The in Death Collection Books 11-15 - J. D. Robb [515]
She got to her feet. “And if you’re thinking you need to put me through Testing to be sure I’m solid, I won’t agree to it. I won’t do it.”
Mira kept her hands folded in her lap, kept her body very still. “Do you think I’d put you through that? Knowing you, understanding the circumstances, that I would use this confidence and play by the book? I thought you and I had come further than that.”
She heard the hurt, and the disappointment, and had to turn away from it. “Maybe I’m shakier than I thought. I’m sorry.” She pressed the heels of her hands to her temples. “Goddamn it.”
“Oh, Eve.” Mira rose, but when she reached out, Eve stepped quickly aside.
“I just need to find some level ground. Focus on work, and put this . . . He was training me,” she blurted out. “Training me so he could sell me to other men.” Slowly, she lowered her hands as she stared at Mira’s face. “You knew.”
“I suspected. It made a terrible kind of sense. He could have moved quicker, easier, cheaper without you. You served no real purpose for him. From what I know, what you’ve been able to tell me, he wasn’t a standard pedophile. He had relationships with women as a rule. You were the only child he abused that we’re aware of. And if children were what he wanted, he could have availed himself of them without the inconvenience of having one underfoot otherwise.”
“He kept me locked up. That’s how you train something—brainwash it. You keep it locked up, totally dependent on you. You convince it that it has no choice but to stay because whatever’s out there is worse. You keep it hungry, uncomfortable, and afraid, mix that with small rewards. Punish harshly and swiftly for any infractions, and accustom it to whatever task it’s meant to do. Bind it to you with fear, and it’s yours.”

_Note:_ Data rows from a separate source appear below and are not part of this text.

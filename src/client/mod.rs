//! Client-side session protocol.
//!
//! Frontends embed [`SessionClient`] to drive the init / ready / audio
//! exchange against the relay without reimplementing its ordering rules.
//! Capture usually starts before the server confirms the session, so chunks
//! submitted early are held in arrival order and flushed the moment the
//! ready confirmation lands. [`WsTransport`] is the production transport;
//! tests substitute an in-memory one.

pub mod fallback;

use crate::protocol::{AudioChunk, ClientMessage, InitRequest, ServerMessage, READY_MESSAGE};
use async_trait::async_trait;
use base64::engine::general_purpose::STANDARD as BASE64;
use base64::Engine;
use futures_util::stream::SplitSink;
use futures_util::{SinkExt, StreamExt};
use std::collections::VecDeque;
use std::fmt;
use std::time::Duration;
use tokio::net::TcpStream;
use tokio::sync::mpsc;
use tokio_tungstenite::tungstenite::Message;
use tokio_tungstenite::{connect_async, MaybeTlsStream, WebSocketStream};
use tracing::{debug, warn};

/// Where the client currently is in the session exchange.
#[derive(Debug, Clone, Copy, PartialEq, Eq)]
pub enum ClientState {
    /// No session requested yet. Audio submitted now is held.
    Idle,
    /// `init` sent; waiting for the server's ready confirmation.
    Initializing,
    /// Session confirmed; audio goes straight out.
    Ready,
    /// The server reported a session failure. Held audio survives; a fresh
    /// [`SessionClient::init_session`] recovers.
    Error,
    /// The session ended, by `stop` or by the server's `done`. Terminal.
    Closed,
}

#[derive(Debug)]
pub enum ClientError {
    /// The transport could not deliver a message.
    Transport(String),
    /// `init_session` called while a previous init is still unconfirmed.
    AlreadyInitializing,
    /// The session already ended; connect again for a new one.
    SessionClosed,
}

impl fmt::Display for ClientError {
    fn fmt(&self, f: &mut fmt::Formatter<'_>) -> fmt::Result {
        match self {
            ClientError::Transport(msg) => write!(f, "Transport failure: {}", msg),
            ClientError::AlreadyInitializing => {
                write!(f, "Session initialization already in progress")
            }
            ClientError::SessionClosed => write!(f, "Session is closed"),
        }
    }
}

impl std::error::Error for ClientError {}

/// What happened to one submitted audio chunk.
#[derive(Debug, Clone, Copy, PartialEq, Eq)]
pub enum SubmitOutcome {
    /// Delivered to the transport.
    Sent,
    /// Held locally until the server confirms the session.
    Queued,
    /// Dropped because the session is closed or errored.
    Rejected,
}

#[derive(Debug)]
pub struct TransportError(pub String);

impl fmt::Display for TransportError {
    fn fmt(&self, f: &mut fmt::Formatter<'_>) -> fmt::Result {
        write!(f, "{}", self.0)
    }
}

/// One-way message sink toward the relay.
#[async_trait]
pub trait ClientTransport: Send {
    async fn send(&mut self, message: ClientMessage) -> Result<(), TransportError>;
}

/// Callbacks invoked as server messages arrive. Every method defaults to a
/// no-op so a frontend implements only what it renders.
pub trait ClientEventHandler: Send {
    fn on_partial(&mut self, _text: &str, _detected_language: Option<&str>) {}
    fn on_final(&mut self, _text: &str, _detected_language: Option<&str>) {}
    fn on_status(&mut self, _message: &str) {}
    fn on_error(&mut self, _error: &str, _details: Option<&str>) {}
    fn on_done(&mut self) {}
}

/// Drives one relay session over a [`ClientTransport`].
///
/// The embedding frontend owns the receive loop: it reads server frames
/// (from [`connect_streaming`]'s receiver or its own plumbing) and feeds
/// each one to [`handle_server_message`](Self::handle_server_message), which
/// updates the state machine and fires the [`ClientEventHandler`].
pub struct SessionClient<T: ClientTransport, H: ClientEventHandler> {
    transport: T,
    handler: H,
    state: ClientState,
    pending: VecDeque<Vec<u8>>,
}

impl<T: ClientTransport, H: ClientEventHandler> SessionClient<T, H> {
    pub fn new(transport: T, handler: H) -> Self {
        Self {
            transport,
            handler,
            state: ClientState::Idle,
            pending: VecDeque::new(),
        }
    }

    pub fn state(&self) -> ClientState {
        self.state
    }

    /// Number of chunks held back waiting for the ready confirmation.
    pub fn pending_chunks(&self) -> usize {
        self.pending.len()
    }

    /// Requests a session with the given parameters.
    ///
    /// Valid from `Idle`, from `Ready` (replaces the running session), and
    /// from `Error` (recovery). Audio held in the queue stays there and
    /// flushes when the new session confirms.
    pub async fn init_session(&mut self, request: InitRequest) -> Result<(), ClientError> {
        match self.state {
            ClientState::Initializing => return Err(ClientError::AlreadyInitializing),
            ClientState::Closed => return Err(ClientError::SessionClosed),
            _ => {}
        }

        self.transport
            .send(ClientMessage::Init(request))
            .await
            .map_err(|e| {
                self.state = ClientState::Error;
                ClientError::Transport(e.0)
            })?;

        self.state = ClientState::Initializing;
        Ok(())
    }

    /// Hands one chunk of captured PCM to the session.
    ///
    /// Chunks never reorder: before the session is confirmed they queue in
    /// arrival order, and the queue drains ahead of any later chunk.
    pub async fn submit_audio_chunk(&mut self, pcm: Vec<u8>) -> SubmitOutcome {
        match self.state {
            ClientState::Ready => {
                if let Err(e) = self.send_chunk(&pcm).await {
                    warn!(error = %e, "Audio send failed; holding chunk for recovery");
                    self.pending.push_front(pcm);
                    self.state = ClientState::Error;
                    return SubmitOutcome::Queued;
                }
                SubmitOutcome::Sent
            }
            ClientState::Idle | ClientState::Initializing => {
                self.pending.push_back(pcm);
                SubmitOutcome::Queued
            }
            ClientState::Error | ClientState::Closed => SubmitOutcome::Rejected,
        }
    }

    /// Applies one server message to the state machine and fires the
    /// matching handler callback.
    pub async fn handle_server_message(&mut self, message: ServerMessage) {
        match message {
            ServerMessage::Status { message } => {
                if message == READY_MESSAGE && self.state == ClientState::Initializing {
                    self.state = ClientState::Ready;
                    self.flush_pending().await;
                }
                self.handler.on_status(&message);
            }
            ServerMessage::Transcription {
                text,
                detected_language,
            } => {
                self.handler.on_partial(&text, detected_language.as_deref());
            }
            ServerMessage::Final {
                text,
                detected_language,
            } => {
                self.handler.on_final(&text, detected_language.as_deref());
            }
            ServerMessage::Error { error, details } => {
                // Held audio survives so a re-init loses nothing.
                self.state = ClientState::Error;
                self.handler.on_error(&error, details.as_deref());
            }
            ServerMessage::Done => {
                self.state = ClientState::Closed;
                self.pending.clear();
                self.handler.on_done();
            }
            ServerMessage::Pong => {}
        }
    }

    /// Ends the session. Queued-but-unsent audio is discarded, not flushed.
    pub async fn stop(&mut self) -> Result<(), ClientError> {
        if self.state == ClientState::Closed {
            return Ok(());
        }
        self.pending.clear();
        let result = self.transport.send(ClientMessage::Stop).await;
        self.state = ClientState::Closed;
        result.map_err(|e| ClientError::Transport(e.0))
    }

    async fn send_chunk(&mut self, pcm: &[u8]) -> Result<(), TransportError> {
        let chunk = AudioChunk {
            data: BASE64.encode(pcm),
            format: None,
        };
        self.transport.send(ClientMessage::Audio(chunk)).await
    }

    async fn flush_pending(&mut self) {
        while let Some(pcm) = self.pending.pop_front() {
            if let Err(e) = self.send_chunk(&pcm).await {
                warn!(error = %e, "Flush interrupted; re-queueing chunk");
                self.pending.push_front(pcm);
                self.state = ClientState::Error;
                return;
            }
        }
    }
}

type WsStream = WebSocketStream<MaybeTlsStream<TcpStream>>;

/// [`ClientTransport`] over a live WebSocket connection to the relay.
pub struct WsTransport {
    sink: SplitSink<WsStream, Message>,
}

#[async_trait]
impl ClientTransport for WsTransport {
    async fn send(&mut self, message: ClientMessage) -> Result<(), TransportError> {
        let payload =
            serde_json::to_string(&message).map_err(|e| TransportError(e.to_string()))?;
        self.sink
            .send(Message::Text(payload))
            .await
            .map_err(|e| TransportError(e.to_string()))
    }
}

/// Dials the relay and splits the socket into a send half and a pumped
/// receive half.
///
/// A background task parses incoming text frames into [`ServerMessage`]s and
/// forwards them through the returned receiver. The receiver closes when the
/// socket does, however that happens, so `recv() == None` is the signal to
/// tear down or fall back.
pub async fn connect_streaming(
    url: &str,
    connect_timeout: Duration,
) -> Result<(WsTransport, mpsc::UnboundedReceiver<ServerMessage>), ClientError> {
    let (ws, _response) = tokio::time::timeout(connect_timeout, connect_async(url))
        .await
        .map_err(|_| ClientError::Transport(format!("Connection to {} timed out", url)))?
        .map_err(|e| ClientError::Transport(e.to_string()))?;

    let (sink, mut stream) = ws.split();
    let (message_tx, message_rx) = mpsc::unbounded_channel();

    tokio::spawn(async move {
        while let Some(frame) = stream.next().await {
            match frame {
                Ok(Message::Text(text)) => match serde_json::from_str::<ServerMessage>(&text) {
                    Ok(message) => {
                        if message_tx.send(message).is_err() {
                            break;
                        }
                    }
                    Err(e) => warn!(error = %e, "Discarding unparseable server frame"),
                },
                Ok(Message::Close(frame)) => {
                    debug!(frame = ?frame, "Server closed the stream");
                    break;
                }
                Ok(_) => {}
                Err(e) => {
                    warn!(error = %e, "Stream read failed");
                    break;
                }
            }
        }
    });

    Ok((WsTransport { sink }, message_rx))
}
//! Shared application state: runtime configuration, request metrics, and the
//! live relay-session gauge.
//!
//! One [`AppState`] is created at startup and cloned into every worker. All
//! mutable pieces sit behind `Arc<RwLock<..>>` so request handlers, the
//! metrics middleware, and WebSocket actors can touch them concurrently.

use crate::config::AppConfig;
use std::collections::HashMap;
use std::sync::{Arc, RwLock};
use std::time::Instant;

/// State shared across all HTTP handlers and WebSocket actors.
#[derive(Debug, Clone)]
pub struct AppState {
    /// Runtime configuration, updatable through the config endpoint.
    pub config: Arc<RwLock<AppConfig>>,
    /// Counters updated by the middleware and the WebSocket layer.
    pub metrics: Arc<RwLock<AppMetrics>>,
    /// Server start instant, for uptime reporting.
    pub start_time: Instant,
}

/// Process-wide counters exposed through the metrics endpoint.
#[derive(Debug, Default)]
pub struct AppMetrics {
    /// Total HTTP requests since start.
    pub request_count: u64,
    /// Total failed requests since start.
    pub error_count: u64,
    /// Relay sessions currently connected.
    pub active_sessions: u32,
    /// Per-endpoint counters, keyed by "METHOD /path".
    pub endpoint_metrics: HashMap<String, EndpointMetric>,
}

/// Request counters for a single endpoint.
#[derive(Debug, Default, Clone)]
pub struct EndpointMetric {
    pub request_count: u64,
    pub total_duration_ms: u64,
    pub error_count: u64,
}

impl AppState {
    pub fn new(config: AppConfig) -> Self {
        Self {
            config: Arc::new(RwLock::new(config)),
            metrics: Arc::new(RwLock::new(AppMetrics::default())),
            start_time: Instant::now(),
        }
    }

    /// Snapshot of the current configuration. Cloning keeps the lock window
    /// short; handlers never hold it across an await point.
    pub fn get_config(&self) -> AppConfig {
        self.config.read().unwrap().clone()
    }

    /// Replace the configuration after validating it.
    pub fn update_config(&self, new_config: AppConfig) -> Result<(), String> {
        match new_config.validate() {
            Ok(_) => {
                *self.config.write().unwrap() = new_config;
                Ok(())
            }
            Err(e) => Err(e.to_string()),
        }
    }

    pub fn increment_request_count(&self) {
        let mut metrics = self.metrics.write().unwrap();
        metrics.request_count += 1;
    }

    pub fn increment_error_count(&self) {
        let mut metrics = self.metrics.write().unwrap();
        metrics.error_count += 1;
    }

    /// Fold one finished request into the per-endpoint counters.
    pub fn record_endpoint_request(&self, endpoint: &str, duration_ms: u64, is_error: bool) {
        let mut metrics = self.metrics.write().unwrap();
        let endpoint_metric = metrics.endpoint_metrics.entry(endpoint.to_string()).or_default();
        endpoint_metric.request_count += 1;
        endpoint_metric.total_duration_ms += duration_ms;
        if is_error {
            endpoint_metric.error_count += 1;
        }
    }

    /// Claim a relay-session slot. Checks the configured ceiling and
    /// increments the gauge in one lock acquisition so two connections
    /// racing for the last slot cannot both win.
    pub fn try_begin_session(&self) -> bool {
        let max_sessions = self.config.read().unwrap().limits.max_concurrent_sessions;
        let mut metrics = self.metrics.write().unwrap();
        if (metrics.active_sessions as usize) < max_sessions {
            metrics.active_sessions += 1;
            true
        } else {
            false
        }
    }

    /// Release a relay-session slot. Saturates at zero so a double release
    /// cannot poison the gauge.
    pub fn end_session(&self) {
        let mut metrics = self.metrics.write().unwrap();
        if metrics.active_sessions > 0 {
            metrics.active_sessions -= 1;
        }
    }

    pub fn active_sessions(&self) -> u32 {
        self.metrics.read().unwrap().active_sessions
    }

    /// Consistent copy of the counters for serialization.
    pub fn get_metrics_snapshot(&self) -> AppMetrics {
        let metrics = self.metrics.read().unwrap();
        AppMetrics {
            request_count: metrics.request_count,
            error_count: metrics.error_count,
            active_sessions: metrics.active_sessions,
            endpoint_metrics: metrics.endpoint_metrics.clone(),
        }
    }

    pub fn get_uptime_seconds(&self) -> u64 {
        self.start_time.elapsed().as_secs()
    }
}

impl EndpointMetric {
    pub fn average_duration_ms(&self) -> f64 {
        if self.request_count > 0 {
            self.total_duration_ms as f64 / self.request_count as f64
        } else {
            0.0
        }
    }

    /// Error rate as a fraction between 0.0 and 1.0.
    pub fn error_rate(&self) -> f64 {
        if self.request_count > 0 {
            self.error_count as f64 / self.request_count as f64
        } else {
            0.0
        }
    }
}
use serde::{Deserialize, Serialize};

use crate::error::MelsecError;

/// 接続先 PLC のシリーズ。対応デバイス・サブコマンド・応答ヘッダ長が変わる。
#[derive(Clone, Copy, Debug, PartialEq, Eq, Hash, Deserialize, Serialize)]
pub enum PLCSeries {
    Q,
    L,
    QnA,
    #[serde(rename = "iQ-L")]
    IqL,
    #[serde(rename = "iQ-R")]
    IqR,
}

impl PLCSeries {
    /// Parse a PLC series from its catalog spelling ("Q", "L", "QnA", "iQ-L", "iQ-R").
    #[allow(clippy::should_implement_trait)]
    pub fn from_str(s: &str) -> Result<Self, MelsecError> {
        match s {
            "Q" | "q" => Ok(Self::Q),
            "L" | "l" => Ok(Self::L),
            "QnA" | "qna" => Ok(Self::QnA),
            "iQ-L" | "iq-l" => Ok(Self::IqL),
            "iQ-R" | "iq-r" => Ok(Self::IqR),
            _ => Err(MelsecError::PlcType),
        }
    }

    #[must_use]
    pub const fn as_str(&self) -> &'static str {
        match self {
            Self::Q => "Q",
            Self::L => "L",
            Self::QnA => "QnA",
            Self::IqL => "iQ-L",
            Self::IqR => "iQ-R",
        }
    }

    /// iQ-R/iQ-L の応答は拡張ヘッダ 4 バイト (ASCII では 8 文字) 分だけ長い。
    #[must_use]
    pub const fn uses_extended_response(&self) -> bool {
        matches!(self, Self::IqR | Self::IqL)
    }

    /// iQ-R only: device references carry a 4-byte address and 2-byte code,
    /// and device commands use the 0x0002/0x0003 subcommand pair.
    #[must_use]
    pub const fn uses_extended_device(&self) -> bool {
        matches!(self, Self::IqR)
    }
}

impl std::str::FromStr for PLCSeries {
    type Err = MelsecError;

    fn from_str(s: &str) -> Result<Self, Self::Err> {
        Self::from_str(s)
    }
}

impl std::fmt::Display for PLCSeries {
    fn fmt(&self, f: &mut std::fmt::Formatter<'_>) -> std::fmt::Result {
        f.write_str(self.as_str())
    }
}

“You were never his. With all that he did, for all those years, he never really reached you.”
“He’s never let go either,” Eve said. “I have to live with that, too. So does Roarke. This messed him up, maybe more than it did me. We’re okay, but . . . hell, it screws up your head.”
“Would you like me to talk to him?”
“Yeah.” The tension spiking into the base of her skull eased. “Yeah, that’d be good.”
It wasn’t really stalling to go back to her office, add Mira’s comments to her file on Julianna Dunne. It gave her time to smooth out her mood, and to update and copy all updated files to her team and her commander.
When it was done and she heard the general scuffle outside her office that meant change of shift, she programmed one last cup of coffee and stood drinking it at her window.
Uptown traffic, she thought, was going to be a bitch.
In a small office across the jammed street and sky, Julianna Dunne sat at a secondhand metal desk. The door that read DAILY ENTERPRISES was locked. The office consisted of a boxy room and a closet-sized washroom. The furnishings were sparse and cheap. She saw no reason her alter ego of Justine Daily, under which the rental agreement was signed, should waste overhead.
She wouldn’t be here long.
The rent was steeper than it should have been, and the toilet ran continually. The thin, scarred carpet smelled ripely of must.
But the view was priceless.
Through her binoculars she had a perfect view of Eve’s office, and the lieutenant herself.
So sober, so serious, she mused. So dedicated and devoted, worshipping at the altar of law and order. And such a waste.
All those brains, that energy, that purpose tossed away on a badge. And on a man. Under different circumstances, they’d have made an amazing team. But as it was, Julianna thought with a sigh, they were making challenging adversaries.
Eight years, seven months had given Julianna abundant time to examine her mistakes, replay her moves. There was no doubt in her mind that she would have outwitted the cops, the male cops, and spent those eight years, seven months doing what she loved to do.
But a woman was a cagier beast. And the then-freshly promoted Detective Dallas had been cagey indeed. Relentlessly.